| TRY IT |
Count the lines below with the string "Sender" in them. Only the number should be given.

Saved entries
= Beginning of Section =
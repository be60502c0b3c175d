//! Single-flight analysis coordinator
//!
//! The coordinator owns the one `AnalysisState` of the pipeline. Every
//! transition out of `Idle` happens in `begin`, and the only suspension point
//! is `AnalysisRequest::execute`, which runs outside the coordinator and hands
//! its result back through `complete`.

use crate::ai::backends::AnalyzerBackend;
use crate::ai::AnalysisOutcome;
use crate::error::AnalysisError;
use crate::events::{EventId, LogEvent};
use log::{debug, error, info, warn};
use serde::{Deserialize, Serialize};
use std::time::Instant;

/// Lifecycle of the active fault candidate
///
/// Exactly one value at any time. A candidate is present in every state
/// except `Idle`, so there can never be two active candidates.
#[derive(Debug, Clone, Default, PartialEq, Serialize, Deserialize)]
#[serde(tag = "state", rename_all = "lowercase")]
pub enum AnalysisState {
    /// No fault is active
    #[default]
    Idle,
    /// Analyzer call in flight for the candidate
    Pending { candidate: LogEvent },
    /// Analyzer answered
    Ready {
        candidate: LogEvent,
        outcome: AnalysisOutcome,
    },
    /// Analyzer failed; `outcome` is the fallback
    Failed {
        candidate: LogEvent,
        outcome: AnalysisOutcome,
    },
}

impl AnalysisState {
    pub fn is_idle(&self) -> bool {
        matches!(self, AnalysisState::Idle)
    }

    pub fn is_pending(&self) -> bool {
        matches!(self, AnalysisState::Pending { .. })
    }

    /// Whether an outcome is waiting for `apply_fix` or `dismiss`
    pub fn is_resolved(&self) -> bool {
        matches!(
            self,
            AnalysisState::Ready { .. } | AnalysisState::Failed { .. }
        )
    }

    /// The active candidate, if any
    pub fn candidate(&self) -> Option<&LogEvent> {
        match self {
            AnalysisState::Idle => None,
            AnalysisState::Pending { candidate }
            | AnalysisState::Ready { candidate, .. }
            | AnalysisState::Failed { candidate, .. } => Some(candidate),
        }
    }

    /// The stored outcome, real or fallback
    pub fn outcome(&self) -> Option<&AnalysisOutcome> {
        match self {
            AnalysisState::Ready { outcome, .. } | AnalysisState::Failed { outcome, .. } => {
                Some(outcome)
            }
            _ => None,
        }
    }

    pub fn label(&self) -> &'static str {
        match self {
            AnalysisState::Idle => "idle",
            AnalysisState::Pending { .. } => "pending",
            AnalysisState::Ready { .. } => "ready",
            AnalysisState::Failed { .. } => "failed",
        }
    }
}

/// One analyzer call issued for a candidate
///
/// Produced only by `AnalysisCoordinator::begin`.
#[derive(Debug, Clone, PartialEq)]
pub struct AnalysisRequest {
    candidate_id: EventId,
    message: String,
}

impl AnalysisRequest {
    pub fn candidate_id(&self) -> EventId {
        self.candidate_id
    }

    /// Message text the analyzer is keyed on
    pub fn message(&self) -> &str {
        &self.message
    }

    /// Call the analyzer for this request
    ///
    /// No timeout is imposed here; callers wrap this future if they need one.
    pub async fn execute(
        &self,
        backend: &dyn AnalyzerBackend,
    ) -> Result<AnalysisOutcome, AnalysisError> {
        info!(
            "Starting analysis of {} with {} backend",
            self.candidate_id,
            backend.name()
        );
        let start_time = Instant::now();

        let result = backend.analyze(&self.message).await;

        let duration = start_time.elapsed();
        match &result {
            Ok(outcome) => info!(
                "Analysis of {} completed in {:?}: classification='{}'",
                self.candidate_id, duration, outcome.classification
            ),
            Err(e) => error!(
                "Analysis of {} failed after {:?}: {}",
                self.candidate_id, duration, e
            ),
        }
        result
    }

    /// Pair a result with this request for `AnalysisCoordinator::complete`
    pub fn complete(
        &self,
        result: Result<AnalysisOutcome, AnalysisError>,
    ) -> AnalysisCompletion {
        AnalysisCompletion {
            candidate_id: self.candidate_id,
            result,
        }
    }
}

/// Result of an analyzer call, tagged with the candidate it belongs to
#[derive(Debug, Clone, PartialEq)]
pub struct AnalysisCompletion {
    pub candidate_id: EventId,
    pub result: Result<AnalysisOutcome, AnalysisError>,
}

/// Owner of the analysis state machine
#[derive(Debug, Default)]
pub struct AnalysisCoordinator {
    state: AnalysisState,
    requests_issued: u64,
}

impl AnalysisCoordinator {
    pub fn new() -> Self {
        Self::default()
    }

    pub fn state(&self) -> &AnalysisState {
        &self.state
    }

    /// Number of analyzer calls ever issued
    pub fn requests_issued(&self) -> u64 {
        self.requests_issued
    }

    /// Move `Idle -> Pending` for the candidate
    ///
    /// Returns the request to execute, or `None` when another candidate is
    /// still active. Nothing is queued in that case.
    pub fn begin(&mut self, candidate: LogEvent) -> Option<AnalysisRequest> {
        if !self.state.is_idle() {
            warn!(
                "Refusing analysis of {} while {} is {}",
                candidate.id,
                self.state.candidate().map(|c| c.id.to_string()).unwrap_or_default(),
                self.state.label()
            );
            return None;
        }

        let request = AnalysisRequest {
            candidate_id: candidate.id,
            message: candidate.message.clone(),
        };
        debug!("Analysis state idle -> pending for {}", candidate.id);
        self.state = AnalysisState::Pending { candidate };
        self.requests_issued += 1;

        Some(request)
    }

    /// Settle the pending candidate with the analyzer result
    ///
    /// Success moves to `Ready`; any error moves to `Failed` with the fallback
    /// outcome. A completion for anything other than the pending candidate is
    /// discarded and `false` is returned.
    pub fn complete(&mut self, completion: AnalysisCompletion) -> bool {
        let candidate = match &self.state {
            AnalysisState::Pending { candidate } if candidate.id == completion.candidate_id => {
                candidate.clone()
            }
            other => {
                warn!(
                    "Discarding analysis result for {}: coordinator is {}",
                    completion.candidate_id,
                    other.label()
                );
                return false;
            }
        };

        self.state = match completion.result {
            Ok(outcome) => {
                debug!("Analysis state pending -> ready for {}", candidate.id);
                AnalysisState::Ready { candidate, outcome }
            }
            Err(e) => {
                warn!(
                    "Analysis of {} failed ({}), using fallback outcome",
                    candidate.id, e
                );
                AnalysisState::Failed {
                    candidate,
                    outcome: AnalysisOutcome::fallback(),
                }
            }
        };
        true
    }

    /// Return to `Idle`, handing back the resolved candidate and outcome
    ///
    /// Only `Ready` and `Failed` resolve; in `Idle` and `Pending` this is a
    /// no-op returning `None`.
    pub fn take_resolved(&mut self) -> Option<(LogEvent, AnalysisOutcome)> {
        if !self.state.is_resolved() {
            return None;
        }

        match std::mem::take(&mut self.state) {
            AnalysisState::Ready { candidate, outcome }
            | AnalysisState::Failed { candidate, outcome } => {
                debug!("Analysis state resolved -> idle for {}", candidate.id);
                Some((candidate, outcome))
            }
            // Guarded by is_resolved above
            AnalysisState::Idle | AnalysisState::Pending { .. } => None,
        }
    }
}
= End of Section =
= Beginning of Section =
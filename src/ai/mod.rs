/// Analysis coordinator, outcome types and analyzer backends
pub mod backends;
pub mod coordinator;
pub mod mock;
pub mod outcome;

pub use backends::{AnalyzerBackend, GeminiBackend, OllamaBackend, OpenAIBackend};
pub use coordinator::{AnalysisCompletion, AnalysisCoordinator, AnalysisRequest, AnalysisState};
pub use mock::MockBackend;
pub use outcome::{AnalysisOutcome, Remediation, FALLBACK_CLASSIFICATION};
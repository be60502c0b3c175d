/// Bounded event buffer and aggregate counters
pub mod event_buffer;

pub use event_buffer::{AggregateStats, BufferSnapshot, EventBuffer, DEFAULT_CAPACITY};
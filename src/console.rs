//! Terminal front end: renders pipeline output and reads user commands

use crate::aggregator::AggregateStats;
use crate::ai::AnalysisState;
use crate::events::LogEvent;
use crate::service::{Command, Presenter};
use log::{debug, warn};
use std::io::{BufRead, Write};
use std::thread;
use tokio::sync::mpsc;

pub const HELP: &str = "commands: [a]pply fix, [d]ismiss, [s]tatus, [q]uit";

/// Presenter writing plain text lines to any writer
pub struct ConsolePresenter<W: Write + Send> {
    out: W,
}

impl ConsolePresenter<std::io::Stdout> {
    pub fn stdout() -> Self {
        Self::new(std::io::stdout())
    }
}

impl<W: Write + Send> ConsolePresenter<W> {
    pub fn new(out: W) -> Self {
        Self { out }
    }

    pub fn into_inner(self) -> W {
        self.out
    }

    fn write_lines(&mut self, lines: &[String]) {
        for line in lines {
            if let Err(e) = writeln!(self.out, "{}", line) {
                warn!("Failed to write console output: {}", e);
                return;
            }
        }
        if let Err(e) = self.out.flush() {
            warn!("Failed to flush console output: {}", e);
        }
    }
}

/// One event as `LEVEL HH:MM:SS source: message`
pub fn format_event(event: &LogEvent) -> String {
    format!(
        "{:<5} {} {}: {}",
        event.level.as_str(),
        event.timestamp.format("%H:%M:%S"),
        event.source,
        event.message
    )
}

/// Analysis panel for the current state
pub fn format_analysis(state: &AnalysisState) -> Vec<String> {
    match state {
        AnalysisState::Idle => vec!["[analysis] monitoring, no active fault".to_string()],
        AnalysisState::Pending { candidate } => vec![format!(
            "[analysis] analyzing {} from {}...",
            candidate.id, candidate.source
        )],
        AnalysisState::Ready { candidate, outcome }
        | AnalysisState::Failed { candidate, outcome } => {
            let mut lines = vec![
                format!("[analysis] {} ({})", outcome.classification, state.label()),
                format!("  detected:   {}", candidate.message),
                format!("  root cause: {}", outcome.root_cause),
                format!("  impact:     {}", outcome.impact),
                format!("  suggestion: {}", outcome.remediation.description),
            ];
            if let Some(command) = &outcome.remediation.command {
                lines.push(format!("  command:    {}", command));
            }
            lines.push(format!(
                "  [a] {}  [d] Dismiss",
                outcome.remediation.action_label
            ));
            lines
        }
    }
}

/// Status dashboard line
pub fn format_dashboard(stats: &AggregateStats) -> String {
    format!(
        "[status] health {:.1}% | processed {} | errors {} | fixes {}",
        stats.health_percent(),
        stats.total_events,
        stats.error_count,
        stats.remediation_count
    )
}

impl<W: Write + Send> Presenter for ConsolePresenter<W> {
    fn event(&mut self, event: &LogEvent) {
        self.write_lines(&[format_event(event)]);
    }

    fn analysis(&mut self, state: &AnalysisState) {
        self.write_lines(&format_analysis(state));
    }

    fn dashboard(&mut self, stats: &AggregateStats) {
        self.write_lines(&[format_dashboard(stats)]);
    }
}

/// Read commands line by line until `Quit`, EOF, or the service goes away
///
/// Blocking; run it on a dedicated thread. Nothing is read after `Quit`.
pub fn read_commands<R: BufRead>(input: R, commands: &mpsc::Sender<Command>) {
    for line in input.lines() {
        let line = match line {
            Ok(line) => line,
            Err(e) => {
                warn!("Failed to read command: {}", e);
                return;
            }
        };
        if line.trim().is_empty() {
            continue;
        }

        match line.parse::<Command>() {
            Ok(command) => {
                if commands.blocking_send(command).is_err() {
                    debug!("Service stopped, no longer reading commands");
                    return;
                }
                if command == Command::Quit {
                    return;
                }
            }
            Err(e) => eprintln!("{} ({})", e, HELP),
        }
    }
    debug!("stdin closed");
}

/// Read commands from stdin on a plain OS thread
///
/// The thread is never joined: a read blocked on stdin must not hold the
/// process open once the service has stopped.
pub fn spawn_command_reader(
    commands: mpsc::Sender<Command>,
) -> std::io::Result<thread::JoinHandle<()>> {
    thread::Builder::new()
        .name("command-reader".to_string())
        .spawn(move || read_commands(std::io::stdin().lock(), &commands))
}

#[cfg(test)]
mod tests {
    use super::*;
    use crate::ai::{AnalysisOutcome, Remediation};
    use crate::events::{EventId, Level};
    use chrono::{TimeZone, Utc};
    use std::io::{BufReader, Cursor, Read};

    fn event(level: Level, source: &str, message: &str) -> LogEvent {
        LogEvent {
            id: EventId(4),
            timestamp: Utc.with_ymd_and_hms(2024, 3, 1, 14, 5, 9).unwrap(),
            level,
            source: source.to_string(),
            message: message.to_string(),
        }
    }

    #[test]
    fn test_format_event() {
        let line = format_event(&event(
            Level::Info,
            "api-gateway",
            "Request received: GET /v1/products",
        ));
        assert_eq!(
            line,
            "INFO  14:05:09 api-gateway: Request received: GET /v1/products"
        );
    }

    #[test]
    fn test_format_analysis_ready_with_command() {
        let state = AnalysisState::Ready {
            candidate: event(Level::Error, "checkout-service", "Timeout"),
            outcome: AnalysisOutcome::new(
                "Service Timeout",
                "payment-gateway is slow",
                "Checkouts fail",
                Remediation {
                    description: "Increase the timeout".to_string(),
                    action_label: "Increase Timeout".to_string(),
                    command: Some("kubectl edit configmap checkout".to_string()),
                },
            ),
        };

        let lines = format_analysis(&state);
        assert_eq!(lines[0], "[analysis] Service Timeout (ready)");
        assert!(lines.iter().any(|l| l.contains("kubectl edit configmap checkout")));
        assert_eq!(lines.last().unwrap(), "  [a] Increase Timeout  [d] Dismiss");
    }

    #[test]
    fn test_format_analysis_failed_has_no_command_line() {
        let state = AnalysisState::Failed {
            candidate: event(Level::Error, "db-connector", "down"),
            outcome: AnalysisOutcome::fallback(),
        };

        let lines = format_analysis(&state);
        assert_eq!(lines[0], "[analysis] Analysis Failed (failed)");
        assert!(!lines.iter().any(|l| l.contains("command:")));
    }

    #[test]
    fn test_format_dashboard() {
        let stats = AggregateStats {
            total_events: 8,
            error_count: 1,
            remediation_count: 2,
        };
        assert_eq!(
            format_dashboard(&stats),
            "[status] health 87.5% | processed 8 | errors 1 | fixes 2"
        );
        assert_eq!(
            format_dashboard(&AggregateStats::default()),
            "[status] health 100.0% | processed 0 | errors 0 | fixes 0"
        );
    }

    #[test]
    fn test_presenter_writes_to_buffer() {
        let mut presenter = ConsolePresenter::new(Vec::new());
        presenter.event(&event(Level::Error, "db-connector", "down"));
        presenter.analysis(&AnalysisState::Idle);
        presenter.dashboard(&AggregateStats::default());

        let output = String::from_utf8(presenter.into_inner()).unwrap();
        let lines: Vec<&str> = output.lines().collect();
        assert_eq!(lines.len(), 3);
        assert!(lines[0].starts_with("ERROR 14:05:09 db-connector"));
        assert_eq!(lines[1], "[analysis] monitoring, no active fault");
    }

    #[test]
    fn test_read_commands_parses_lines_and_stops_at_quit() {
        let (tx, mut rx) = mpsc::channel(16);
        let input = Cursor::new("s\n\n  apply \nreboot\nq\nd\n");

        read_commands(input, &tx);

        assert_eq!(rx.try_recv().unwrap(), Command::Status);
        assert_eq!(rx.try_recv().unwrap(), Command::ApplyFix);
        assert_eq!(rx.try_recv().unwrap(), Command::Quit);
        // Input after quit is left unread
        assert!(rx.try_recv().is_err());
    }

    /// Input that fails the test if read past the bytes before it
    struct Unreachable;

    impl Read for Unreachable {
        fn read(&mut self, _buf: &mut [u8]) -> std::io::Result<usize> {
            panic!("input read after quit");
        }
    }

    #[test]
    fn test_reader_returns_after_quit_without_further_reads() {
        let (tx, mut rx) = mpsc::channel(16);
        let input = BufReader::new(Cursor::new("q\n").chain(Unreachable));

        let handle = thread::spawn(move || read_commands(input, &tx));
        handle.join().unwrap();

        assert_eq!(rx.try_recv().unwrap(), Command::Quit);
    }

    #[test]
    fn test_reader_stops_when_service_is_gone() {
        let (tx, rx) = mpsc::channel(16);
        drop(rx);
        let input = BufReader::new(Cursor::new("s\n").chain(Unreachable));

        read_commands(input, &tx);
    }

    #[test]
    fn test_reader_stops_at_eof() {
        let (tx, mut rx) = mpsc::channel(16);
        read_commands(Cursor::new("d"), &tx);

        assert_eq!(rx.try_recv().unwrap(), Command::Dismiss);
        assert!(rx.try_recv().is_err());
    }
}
= End of Section =
| ANSWER TO THE EXERCISE |
2